* _Exercise aim_: The task calls for each record to be given again exactly.

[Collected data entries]

+ + + +

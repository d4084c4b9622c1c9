use anyhow::{Context, Result};
use serde::{Deserialize, Serialize};
use std::path::{Path, PathBuf};
use std::time::Duration;
use tracing::info;

use crate::constants::{self, intervals};
use crate::feedback::FeedbackSettings;
use crate::http::HttpSettings;
use crate::storage::FileStorage;
use crate::stores::StoreSettings;

pub const USER_ID_ENV: &str = "IKUYO_USER_ID";

#[derive(Debug, Clone, Default, Serialize, Deserialize)]
#[serde(default)]
pub struct Config {
    pub general: GeneralConfig,

    pub api: ApiConfig,

    pub feedback: FeedbackConfig,

    pub cache: CacheConfig,

    pub storage: StorageConfig,
}

#[derive(Debug, Clone, Serialize, Deserialize)]
#[serde(default)]
pub struct GeneralConfig {
    pub log_level: String,

    /// Emit logs as JSON lines instead of the human format.
    pub json_logs: bool,

    pub worker_threads: usize,
}

impl Default for GeneralConfig {
    fn default() -> Self {
        Self {
            log_level: "info".to_string(),
            json_logs: false,
            worker_threads: 2,
        }
    }
}

#[derive(Debug, Clone, Serialize, Deserialize)]
#[serde(default)]
pub struct ApiConfig {
    /// Backend root including the version prefix, e.g. `http://host:8000/api/v1`.
    pub base_url: String,

    pub timeout_seconds: u64,

    /// Sent as `X-User-Id` on every request.
    pub user_id: Option<String>,
}

impl Default for ApiConfig {
    fn default() -> Self {
        Self {
            base_url: constants::DEFAULT_API_BASE_URL.to_string(),
            timeout_seconds: intervals::REQUEST_TIMEOUT.as_secs(),
            user_id: None,
        }
    }
}

#[derive(Debug, Clone, Serialize, Deserialize)]
#[serde(default)]
pub struct FeedbackConfig {
    /// Requests faster than this never show the loading indicator.
    pub loading_delay_ms: u64,

    pub toast_duration_ms: u64,
}

impl Default for FeedbackConfig {
    fn default() -> Self {
        Self {
            loading_delay_ms: millis(intervals::LOADING_SHOW_DELAY),
            toast_duration_ms: millis(intervals::TOAST_DURATION),
        }
    }
}

#[derive(Debug, Clone, Serialize, Deserialize)]
#[serde(default)]
pub struct CacheConfig {
    pub calendar_ttl_secs: u64,
}

impl Default for CacheConfig {
    fn default() -> Self {
        Self {
            calendar_ttl_secs: intervals::CALENDAR_CACHE_TTL.as_secs(),
        }
    }
}

#[derive(Debug, Clone, Serialize, Deserialize)]
#[serde(default)]
pub struct StorageConfig {
    pub persist_debounce_ms: u64,

    /// Where page snapshots are kept between runs. Defaults to the platform
    /// data directory.
    pub session_file: Option<String>,
}

impl Default for StorageConfig {
    fn default() -> Self {
        Self {
            persist_debounce_ms: millis(intervals::PERSIST_DEBOUNCE),
            session_file: None,
        }
    }
}

fn millis(duration: Duration) -> u64 {
    u64::try_from(duration.as_millis()).unwrap_or(u64::MAX)
}

impl Config {
    /// Loads the first config file found, then applies environment overrides.
    pub fn load() -> Result<Self> {
        dotenvy::dotenv().ok();

        let mut config = Self::load_file()?;
        config.apply_env(|key| std::env::var(key).ok());
        Ok(config)
    }

    fn load_file() -> Result<Self> {
        for path in &Self::config_paths() {
            if path.exists() {
                info!("Loading config from: {}", path.display());
                return Self::load_from_path(path);
            }
        }

        info!("No config file found, using defaults");
        Ok(Self::default())
    }

    pub fn load_from_path(path: &Path) -> Result<Self> {
        let content = std::fs::read_to_string(path)
            .with_context(|| format!("Failed to read config file: {}", path.display()))?;

        let config: Self = toml::from_str(&content)
            .with_context(|| format!("Failed to parse config file: {}", path.display()))?;

        Ok(config)
    }

    /// Overrides file values with `IKUYO_API_BASE_URL` and `IKUYO_USER_ID`.
    pub fn apply_env(&mut self, var: impl Fn(&str) -> Option<String>) {
        if let Some(base_url) = var(constants::API_BASE_URL_ENV).filter(|v| !v.trim().is_empty()) {
            self.api.base_url = base_url;
        }
        if let Some(user_id) = var(USER_ID_ENV).filter(|v| !v.trim().is_empty()) {
            self.api.user_id = Some(user_id);
        }
    }

    pub fn save_to_path(&self, path: &Path) -> Result<()> {
        if let Some(parent) = path.parent()
            && !parent.as_os_str().is_empty()
        {
            std::fs::create_dir_all(parent)?;
        }

        let content = toml::to_string_pretty(self)?;
        std::fs::write(path, content)?;
        info!("Config saved to: {}", path.display());
        Ok(())
    }

    fn config_paths() -> Vec<PathBuf> {
        let mut paths = vec![PathBuf::from("config.toml")];

        if let Some(config_dir) = dirs::config_dir() {
            paths.push(config_dir.join("ikuyo").join("config.toml"));
        }

        if let Some(home) = dirs::home_dir() {
            paths.push(home.join(".ikuyo").join("config.toml"));
        }

        paths
    }

    fn default_config_path() -> PathBuf {
        PathBuf::from("config.toml")
    }

    pub fn create_default_if_missing() -> Result<bool> {
        let path = Self::default_config_path();
        if path.exists() {
            Ok(false)
        } else {
            Self::default().save_to_path(&path)?;
            info!("Created default config file: {}", path.display());
            Ok(true)
        }
    }

    pub fn validate(&self) -> Result<()> {
        let url = url::Url::parse(&self.api.base_url)
            .with_context(|| format!("Invalid API base URL: {}", self.api.base_url))?;
        if !matches!(url.scheme(), "http" | "https") {
            anyhow::bail!("API base URL must use http or https, got {}", url.scheme());
        }

        if self.api.timeout_seconds == 0 {
            anyhow::bail!("API timeout must be > 0");
        }

        if self.cache.calendar_ttl_secs == 0 {
            anyhow::bail!("Calendar cache TTL must be > 0");
        }

        Ok(())
    }

    #[must_use]
    pub fn http_settings(&self) -> HttpSettings {
        HttpSettings {
            base_url: self.api.base_url.clone(),
            timeout: Duration::from_secs(self.api.timeout_seconds),
            user_id: self.api.user_id.clone(),
        }
    }

    #[must_use]
    pub const fn feedback_settings(&self) -> FeedbackSettings {
        FeedbackSettings {
            loading_delay: Duration::from_millis(self.feedback.loading_delay_ms),
            toast_duration: Duration::from_millis(self.feedback.toast_duration_ms),
        }
    }

    #[must_use]
    pub const fn store_settings(&self) -> StoreSettings {
        StoreSettings {
            calendar_ttl: Duration::from_secs(self.cache.calendar_ttl_secs),
            persist_debounce: Duration::from_millis(self.storage.persist_debounce_ms),
        }
    }

    #[must_use]
    pub fn session_path(&self) -> Option<PathBuf> {
        self.storage
            .session_file
            .as_ref()
            .map(PathBuf::from)
            .or_else(FileStorage::default_path)
    }
}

+ + + +

* _Your solution_:
repository d4084c4b9622c1c9
use anyhow::{Context, Result};
use serde::{Deserialize, Serialize};
use std::path::{Path, PathBuf};
use std::time::Duration;
use tracing::info;

use crate::constants::{self, intervals};
use crate::feedback::FeedbackSettings;
use crate::http::HttpSettings;
use crate::storage::FileStorage;
use crate::stores::StoreSettings;

pub const USER_ID_ENV: &str = "IKUYO_USER_ID";

#[derive(Debug, Clone, Default, Serialize, Deserialize)]
#[serde(default)]
pub struct Config {
    pub general: GeneralConfig,

    pub api: ApiConfig,

    pub feedback: FeedbackConfig,

    pub cache: CacheConfig,

    pub storage: StorageConfig,
}

#[derive(Debug, Clone, Serialize, Deserialize)]
#[serde(default)]
pub struct GeneralConfig {
    pub log_level: String,

    /// Emit logs as JSON lines instead of the human format.
    pub json_logs: bool,

    pub worker_threads: usize,
}

impl Default for GeneralConfig {
    fn default() -> Self {
        Self {
            log_level: "info".to_string(),
            json_logs: false,
            worker_threads: 2,
        }
    }
}

#[derive(Debug, Clone, Serialize, Deserialize)]
#[serde(default)]
pub struct ApiConfig {
    /// Backend root including the version prefix, e.g. `http://host:8000/api/v1`.
    pub base_url: String,

    pub timeout_seconds: u64,

    /// Sent as `X-User-Id` on every request.
    pub user_id: Option<String>,
}

impl Default for ApiConfig {
    fn default() -> Self {
        Self {
            base_url: constants::DEFAULT_API_BASE_URL.to_string(),
            timeout_seconds: intervals::REQUEST_TIMEOUT.as_secs(),
            user_id: None,
        }
    }
}

#[derive(Debug, Clone, Serialize, Deserialize)]
#[serde(default)]
pub struct FeedbackConfig {
    /// Requests faster than this never show the loading indicator.
    pub loading_delay_ms: u64,

    pub toast_duration_ms: u64,
}

impl Default for FeedbackConfig {
    fn default() -> Self {
        Self {
            loading_delay_ms: millis(intervals::LOADING_SHOW_DELAY),
            toast_duration_ms: millis(intervals::TOAST_DURATION),
        }
    }
}

#[derive(Debug, Clone, Serialize, Deserialize)]
#[serde(default)]
pub struct CacheConfig {
    pub calendar_ttl_secs: u64,
}

impl Default for CacheConfig {
    fn default() -> Self {
        Self {
            calendar_ttl_secs: intervals::CALENDAR_CACHE_TTL.as_secs(),
        }
    }
}

#[derive(Debug, Clone, Serialize, Deserialize)]
#[serde(default)]
pub struct StorageConfig {
    pub persist_debounce_ms: u64,

    /// Where page snapshots are kept between runs. Defaults to the platform
    /// data directory.
    pub session_file: Option<String>,
}

impl Default for StorageConfig {
    fn default() -> Self {
        Self {
            persist_debounce_ms: millis(intervals::PERSIST_DEBOUNCE),
            session_file: None,
        }
    }
}

fn millis(duration: Duration) -> u64 {
    u64::try_from(duration.as_millis()).unwrap_or(u64::MAX)
}

impl Config {
    /// Loads the first config file found, then applies environment overrides.
    pub fn load() -> Result<Self> {
        dotenvy::dotenv().ok();

        let mut config = Self::load_file()?;
        config.apply_env(|key| std::env::var(key).ok());
        Ok(config)
    }

    fn load_file() -> Result<Self> {
        for path in &Self::config_paths() {
            if path.exists() {
                info!("Loading config from: {}", path.display());
                return Self::load_from_path(path);
            }
        }

        info!("No config file found, using defaults");
        Ok(Self::default())
    }

    pub fn load_from_path(path: &Path) -> Result<Self> {
        let content = std::fs::read_to_string(path)
            .with_context(|| format!("Failed to read config file: {}", path.display()))?;

        let config: Self = toml::from_str(&content)
            .with_context(|| format!("Failed to parse config file: {}", path.display()))?;

        Ok(config)
    }

    /// Overrides file values with `IKUYO_API_BASE_URL` and `IKUYO_USER_ID`.
    pub fn apply_env(&mut self, var: impl Fn(&str) -> Option<String>) {
        if let Some(base_url) = var(constants::API_BASE_URL_ENV).filter(|v| !v.trim().is_empty()) {
            self.api.base_url = base_url;
        }
        if let Some(user_id) = var(USER_ID_ENV).filter(|v| !v.trim().is_empty()) {
            self.api.user_id = Some(user_id);
        }
    }

    pub fn save_to_path(&self, path: &Path) -> Result<()> {
        if let Some(parent) = path.parent()
            && !parent.as_os_str().is_empty()
        {
            std::fs::create_dir_all(parent)?;
        }

        let content = toml::to_string_pretty(self)?;
        std::fs::write(path, content)?;
        info!("Config saved to: {}", path.display());
        Ok(())
    }

    fn config_paths() -> Vec<PathBuf> {
        let mut paths = vec![PathBuf::from("config.toml")];

        if let Some(config_dir) = dirs::config_dir() {
            paths.push(config_dir.join("ikuyo").join("config.toml"));
        }

        if let Some(home) = dirs::home_dir() {
            paths.push(home.join(".ikuyo").join("config.toml"));
        }

        paths
    }

    fn default_config_path() -> PathBuf {
        PathBuf::from("config.toml")
    }

    pub fn create_default_if_missing() -> Result<bool> {
        let path = Self::default_config_path();
        if path.exists() {
            Ok(false)
        } else {
            Self::default().save_to_path(&path)?;
            info!("Created default config file: {}", path.display());
            Ok(true)
        }
    }

    pub fn validate(&self) -> Result<()> {
        let url = url::Url::parse(&self.api.base_url)
            .with_context(|| format!("Invalid API base URL: {}", self.api.base_url))?;
        if !matches!(url.scheme(), "http" | "https") {
            anyhow::bail!("API base URL must use http or https, got {}", url.scheme());
        }

        if self.api.timeout_seconds == 0 {
            anyhow::bail!("API timeout must be > 0");
        }

        if self.cache.calendar_ttl_secs == 0 {
            anyhow::bail!("Calendar cache TTL must be > 0");
        }

        Ok(())
    }

    #[must_use]
    pub fn http_settings(&self) -> HttpSettings {
        HttpSettings {
            base_url: self.api.base_url.clone(),
            timeout: Duration::from_secs(self.api.timeout_seconds),
            user_id: self.api.user_id.clone(),
        }
    }

    #[must_use]
    pub const fn feedback_settings(&self) -> FeedbackSettings {
        FeedbackSettings {
            loading_delay: Duration::from_millis(self.feedback.loading_delay_ms),
            toast_duration: Duration::from_millis(self.feedback.toast_duration_ms),
        }
    }

    #[must_use]
    pub const fn store_settings(&self) -> StoreSettings {
        StoreSettings {
            calendar_ttl: Duration::from_secs(self.cache.calendar_ttl_secs),
            persist_debounce: Duration::from_millis(self.storage.persist_debounce_ms),
        }
    }

    #[must_use]
    pub fn session_path(&self) -> Option<PathBuf> {
        self.storage
            .session_file
            .as_ref()
            .map(PathBuf::from)
            .or_else(FileStorage::default_path)
    }
}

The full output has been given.